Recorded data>

== Segment start ==

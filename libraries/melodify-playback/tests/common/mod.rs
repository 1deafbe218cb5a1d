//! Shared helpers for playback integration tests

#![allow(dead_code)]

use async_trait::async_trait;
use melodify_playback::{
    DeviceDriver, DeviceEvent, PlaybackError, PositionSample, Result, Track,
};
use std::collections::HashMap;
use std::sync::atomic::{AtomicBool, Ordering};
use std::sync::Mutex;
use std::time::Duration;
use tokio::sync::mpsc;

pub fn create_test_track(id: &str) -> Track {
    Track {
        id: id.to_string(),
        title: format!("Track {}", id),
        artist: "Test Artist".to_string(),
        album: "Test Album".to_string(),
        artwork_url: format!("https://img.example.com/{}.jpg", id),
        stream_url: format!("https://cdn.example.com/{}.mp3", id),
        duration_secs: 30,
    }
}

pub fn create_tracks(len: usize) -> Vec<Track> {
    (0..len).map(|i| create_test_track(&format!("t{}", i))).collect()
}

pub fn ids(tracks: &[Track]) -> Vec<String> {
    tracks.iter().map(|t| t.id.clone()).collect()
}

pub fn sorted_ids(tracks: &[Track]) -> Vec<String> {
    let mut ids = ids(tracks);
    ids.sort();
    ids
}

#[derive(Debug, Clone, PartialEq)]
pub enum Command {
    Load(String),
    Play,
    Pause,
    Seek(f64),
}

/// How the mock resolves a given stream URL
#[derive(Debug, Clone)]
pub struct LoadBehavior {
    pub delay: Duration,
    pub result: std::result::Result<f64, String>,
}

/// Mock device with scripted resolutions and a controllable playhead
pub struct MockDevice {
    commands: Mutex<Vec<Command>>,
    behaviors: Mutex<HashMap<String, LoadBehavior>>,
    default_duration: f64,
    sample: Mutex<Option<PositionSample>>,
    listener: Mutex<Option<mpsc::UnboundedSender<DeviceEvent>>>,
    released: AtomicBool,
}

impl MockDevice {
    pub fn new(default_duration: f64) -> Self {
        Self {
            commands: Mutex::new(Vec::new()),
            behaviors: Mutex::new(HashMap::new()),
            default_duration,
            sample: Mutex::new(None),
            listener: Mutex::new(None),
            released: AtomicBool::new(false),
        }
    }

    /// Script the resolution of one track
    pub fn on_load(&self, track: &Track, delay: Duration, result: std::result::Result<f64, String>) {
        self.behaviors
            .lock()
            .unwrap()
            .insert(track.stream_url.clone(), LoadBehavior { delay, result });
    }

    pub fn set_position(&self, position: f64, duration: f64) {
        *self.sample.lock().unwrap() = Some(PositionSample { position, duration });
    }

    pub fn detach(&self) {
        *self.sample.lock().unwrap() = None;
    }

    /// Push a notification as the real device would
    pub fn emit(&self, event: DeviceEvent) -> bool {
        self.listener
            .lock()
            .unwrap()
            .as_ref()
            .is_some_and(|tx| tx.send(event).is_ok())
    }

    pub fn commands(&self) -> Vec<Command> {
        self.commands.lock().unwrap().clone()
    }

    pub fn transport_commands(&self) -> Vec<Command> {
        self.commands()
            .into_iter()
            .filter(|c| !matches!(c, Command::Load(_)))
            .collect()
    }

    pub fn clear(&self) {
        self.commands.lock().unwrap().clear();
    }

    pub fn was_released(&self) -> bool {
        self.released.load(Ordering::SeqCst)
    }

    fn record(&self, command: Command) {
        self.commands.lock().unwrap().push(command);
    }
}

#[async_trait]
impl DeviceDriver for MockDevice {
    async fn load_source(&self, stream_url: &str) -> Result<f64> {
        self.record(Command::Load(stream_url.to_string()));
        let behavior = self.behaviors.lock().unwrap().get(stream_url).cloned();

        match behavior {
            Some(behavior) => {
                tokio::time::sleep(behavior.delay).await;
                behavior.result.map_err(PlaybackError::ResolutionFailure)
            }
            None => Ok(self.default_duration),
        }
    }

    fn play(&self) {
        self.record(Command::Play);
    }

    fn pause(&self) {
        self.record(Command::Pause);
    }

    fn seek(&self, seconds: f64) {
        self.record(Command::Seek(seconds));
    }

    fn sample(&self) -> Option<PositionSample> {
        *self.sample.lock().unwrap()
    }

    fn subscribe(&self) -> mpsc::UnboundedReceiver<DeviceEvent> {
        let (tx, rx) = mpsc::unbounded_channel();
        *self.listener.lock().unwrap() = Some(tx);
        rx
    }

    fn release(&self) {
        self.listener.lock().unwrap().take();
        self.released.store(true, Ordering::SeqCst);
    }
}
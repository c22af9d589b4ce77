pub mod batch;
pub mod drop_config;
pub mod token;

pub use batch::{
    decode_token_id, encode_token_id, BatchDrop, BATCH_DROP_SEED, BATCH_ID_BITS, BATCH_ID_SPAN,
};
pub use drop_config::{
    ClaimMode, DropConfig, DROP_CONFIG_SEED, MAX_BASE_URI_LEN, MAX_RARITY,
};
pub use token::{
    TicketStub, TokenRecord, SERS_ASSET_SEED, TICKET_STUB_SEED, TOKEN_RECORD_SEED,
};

== Segment end ==
== Segment start ==

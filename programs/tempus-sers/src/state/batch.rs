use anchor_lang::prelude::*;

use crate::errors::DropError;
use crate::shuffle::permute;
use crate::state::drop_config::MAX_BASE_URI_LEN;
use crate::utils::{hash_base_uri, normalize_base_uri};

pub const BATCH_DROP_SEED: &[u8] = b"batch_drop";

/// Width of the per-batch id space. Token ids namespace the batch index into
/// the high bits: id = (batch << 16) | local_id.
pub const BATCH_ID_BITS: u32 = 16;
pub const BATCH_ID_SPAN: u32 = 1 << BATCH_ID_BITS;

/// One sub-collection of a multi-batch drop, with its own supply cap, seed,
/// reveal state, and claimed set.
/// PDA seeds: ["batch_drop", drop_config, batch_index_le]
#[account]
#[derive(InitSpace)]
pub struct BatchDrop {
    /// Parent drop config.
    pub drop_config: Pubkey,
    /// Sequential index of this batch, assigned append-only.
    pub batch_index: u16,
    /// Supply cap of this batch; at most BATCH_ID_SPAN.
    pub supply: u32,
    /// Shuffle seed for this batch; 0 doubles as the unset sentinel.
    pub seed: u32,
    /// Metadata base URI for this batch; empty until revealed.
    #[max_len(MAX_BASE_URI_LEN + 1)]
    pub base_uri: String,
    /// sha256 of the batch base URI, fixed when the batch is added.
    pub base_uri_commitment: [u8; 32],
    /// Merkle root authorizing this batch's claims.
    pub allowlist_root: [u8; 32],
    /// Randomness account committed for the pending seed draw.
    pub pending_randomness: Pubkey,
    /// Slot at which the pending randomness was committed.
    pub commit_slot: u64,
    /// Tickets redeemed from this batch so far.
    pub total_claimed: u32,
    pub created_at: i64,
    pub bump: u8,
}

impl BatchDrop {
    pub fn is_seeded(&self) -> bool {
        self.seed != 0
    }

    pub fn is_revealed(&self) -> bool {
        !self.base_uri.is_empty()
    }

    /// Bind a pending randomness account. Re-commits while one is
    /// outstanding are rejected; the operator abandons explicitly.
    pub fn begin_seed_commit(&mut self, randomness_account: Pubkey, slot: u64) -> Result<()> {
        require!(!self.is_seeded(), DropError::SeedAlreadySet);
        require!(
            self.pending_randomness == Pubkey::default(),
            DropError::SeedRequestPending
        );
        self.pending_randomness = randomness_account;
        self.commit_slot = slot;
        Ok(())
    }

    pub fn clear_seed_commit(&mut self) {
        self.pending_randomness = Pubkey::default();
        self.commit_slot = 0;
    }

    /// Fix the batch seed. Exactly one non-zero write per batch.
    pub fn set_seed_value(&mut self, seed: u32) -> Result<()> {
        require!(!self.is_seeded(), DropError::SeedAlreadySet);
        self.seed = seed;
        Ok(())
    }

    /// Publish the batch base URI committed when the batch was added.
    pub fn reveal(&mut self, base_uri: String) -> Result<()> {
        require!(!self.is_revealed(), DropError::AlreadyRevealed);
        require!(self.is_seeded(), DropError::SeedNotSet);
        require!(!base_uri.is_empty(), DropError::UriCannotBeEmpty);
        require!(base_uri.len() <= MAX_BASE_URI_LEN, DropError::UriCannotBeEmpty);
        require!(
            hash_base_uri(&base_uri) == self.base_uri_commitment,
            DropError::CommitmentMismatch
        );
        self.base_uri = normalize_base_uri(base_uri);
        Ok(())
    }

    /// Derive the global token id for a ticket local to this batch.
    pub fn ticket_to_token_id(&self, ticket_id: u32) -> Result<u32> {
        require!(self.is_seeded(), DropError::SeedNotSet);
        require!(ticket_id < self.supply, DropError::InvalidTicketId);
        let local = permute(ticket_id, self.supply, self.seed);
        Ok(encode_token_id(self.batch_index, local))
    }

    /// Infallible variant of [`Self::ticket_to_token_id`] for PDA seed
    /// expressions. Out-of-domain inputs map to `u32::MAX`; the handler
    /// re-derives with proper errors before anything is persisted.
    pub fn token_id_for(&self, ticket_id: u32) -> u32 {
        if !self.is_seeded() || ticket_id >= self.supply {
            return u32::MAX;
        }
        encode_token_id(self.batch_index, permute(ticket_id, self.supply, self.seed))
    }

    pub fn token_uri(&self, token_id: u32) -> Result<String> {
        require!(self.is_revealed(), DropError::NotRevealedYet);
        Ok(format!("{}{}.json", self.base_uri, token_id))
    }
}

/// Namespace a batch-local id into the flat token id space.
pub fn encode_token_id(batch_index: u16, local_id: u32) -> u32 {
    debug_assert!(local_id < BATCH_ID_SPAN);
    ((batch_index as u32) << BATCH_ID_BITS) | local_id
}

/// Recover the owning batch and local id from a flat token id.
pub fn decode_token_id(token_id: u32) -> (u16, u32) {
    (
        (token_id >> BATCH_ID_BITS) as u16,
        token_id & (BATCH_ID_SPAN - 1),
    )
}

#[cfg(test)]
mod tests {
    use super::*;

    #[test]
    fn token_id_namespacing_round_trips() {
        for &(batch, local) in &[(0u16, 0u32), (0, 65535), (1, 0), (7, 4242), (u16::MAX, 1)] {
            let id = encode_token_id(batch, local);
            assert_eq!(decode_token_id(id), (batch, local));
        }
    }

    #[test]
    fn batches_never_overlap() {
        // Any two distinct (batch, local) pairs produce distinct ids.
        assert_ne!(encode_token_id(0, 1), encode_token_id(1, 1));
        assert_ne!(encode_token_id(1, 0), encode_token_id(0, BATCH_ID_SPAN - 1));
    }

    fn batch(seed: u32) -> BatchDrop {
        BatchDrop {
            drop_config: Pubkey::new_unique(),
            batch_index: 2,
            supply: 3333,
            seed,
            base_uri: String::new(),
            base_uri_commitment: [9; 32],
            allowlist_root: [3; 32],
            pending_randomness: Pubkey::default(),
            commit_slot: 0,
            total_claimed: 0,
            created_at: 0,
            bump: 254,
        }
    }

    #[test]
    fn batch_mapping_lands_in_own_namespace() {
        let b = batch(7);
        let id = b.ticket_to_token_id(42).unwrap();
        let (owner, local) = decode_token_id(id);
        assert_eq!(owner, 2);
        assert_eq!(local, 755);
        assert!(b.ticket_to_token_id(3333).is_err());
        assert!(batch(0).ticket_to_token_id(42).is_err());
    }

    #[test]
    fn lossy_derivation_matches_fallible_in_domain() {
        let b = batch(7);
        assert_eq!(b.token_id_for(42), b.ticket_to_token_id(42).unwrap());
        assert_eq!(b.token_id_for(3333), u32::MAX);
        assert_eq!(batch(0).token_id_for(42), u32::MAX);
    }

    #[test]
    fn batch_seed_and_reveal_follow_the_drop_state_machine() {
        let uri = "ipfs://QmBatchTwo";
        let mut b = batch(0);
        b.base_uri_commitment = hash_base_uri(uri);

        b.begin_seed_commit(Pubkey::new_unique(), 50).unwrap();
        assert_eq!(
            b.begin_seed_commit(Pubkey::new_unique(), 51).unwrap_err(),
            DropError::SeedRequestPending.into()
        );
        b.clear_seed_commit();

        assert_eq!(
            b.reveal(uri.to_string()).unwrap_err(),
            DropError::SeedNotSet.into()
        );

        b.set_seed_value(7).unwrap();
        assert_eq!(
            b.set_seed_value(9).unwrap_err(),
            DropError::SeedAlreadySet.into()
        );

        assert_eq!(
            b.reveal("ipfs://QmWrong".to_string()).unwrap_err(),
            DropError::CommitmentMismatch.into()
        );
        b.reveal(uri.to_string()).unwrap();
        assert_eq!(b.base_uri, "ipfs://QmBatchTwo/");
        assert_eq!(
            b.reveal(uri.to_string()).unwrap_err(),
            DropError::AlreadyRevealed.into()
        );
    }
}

== Segment end ==

EXERCISE AIM> Copy the lines above exactly. Start with the line containing "self.released.load(Ordering::SeqCst)", end with the line containing "self.record(Command::Load(stream_url.to_string()));", and include both.

EXERCISE ANSWER>
        self.released.load(Ordering::SeqCst)
    }

    fn record(&self, command: Command) {
        self.commands.lock().unwrap().push(command);
    }
}

#[async_trait]
impl DeviceDriver for MockDevice {
    async fn load_source(&self, stream_url: &str) -> Result<f64> {
        self.record(Command::Load(stream_url.to_string()));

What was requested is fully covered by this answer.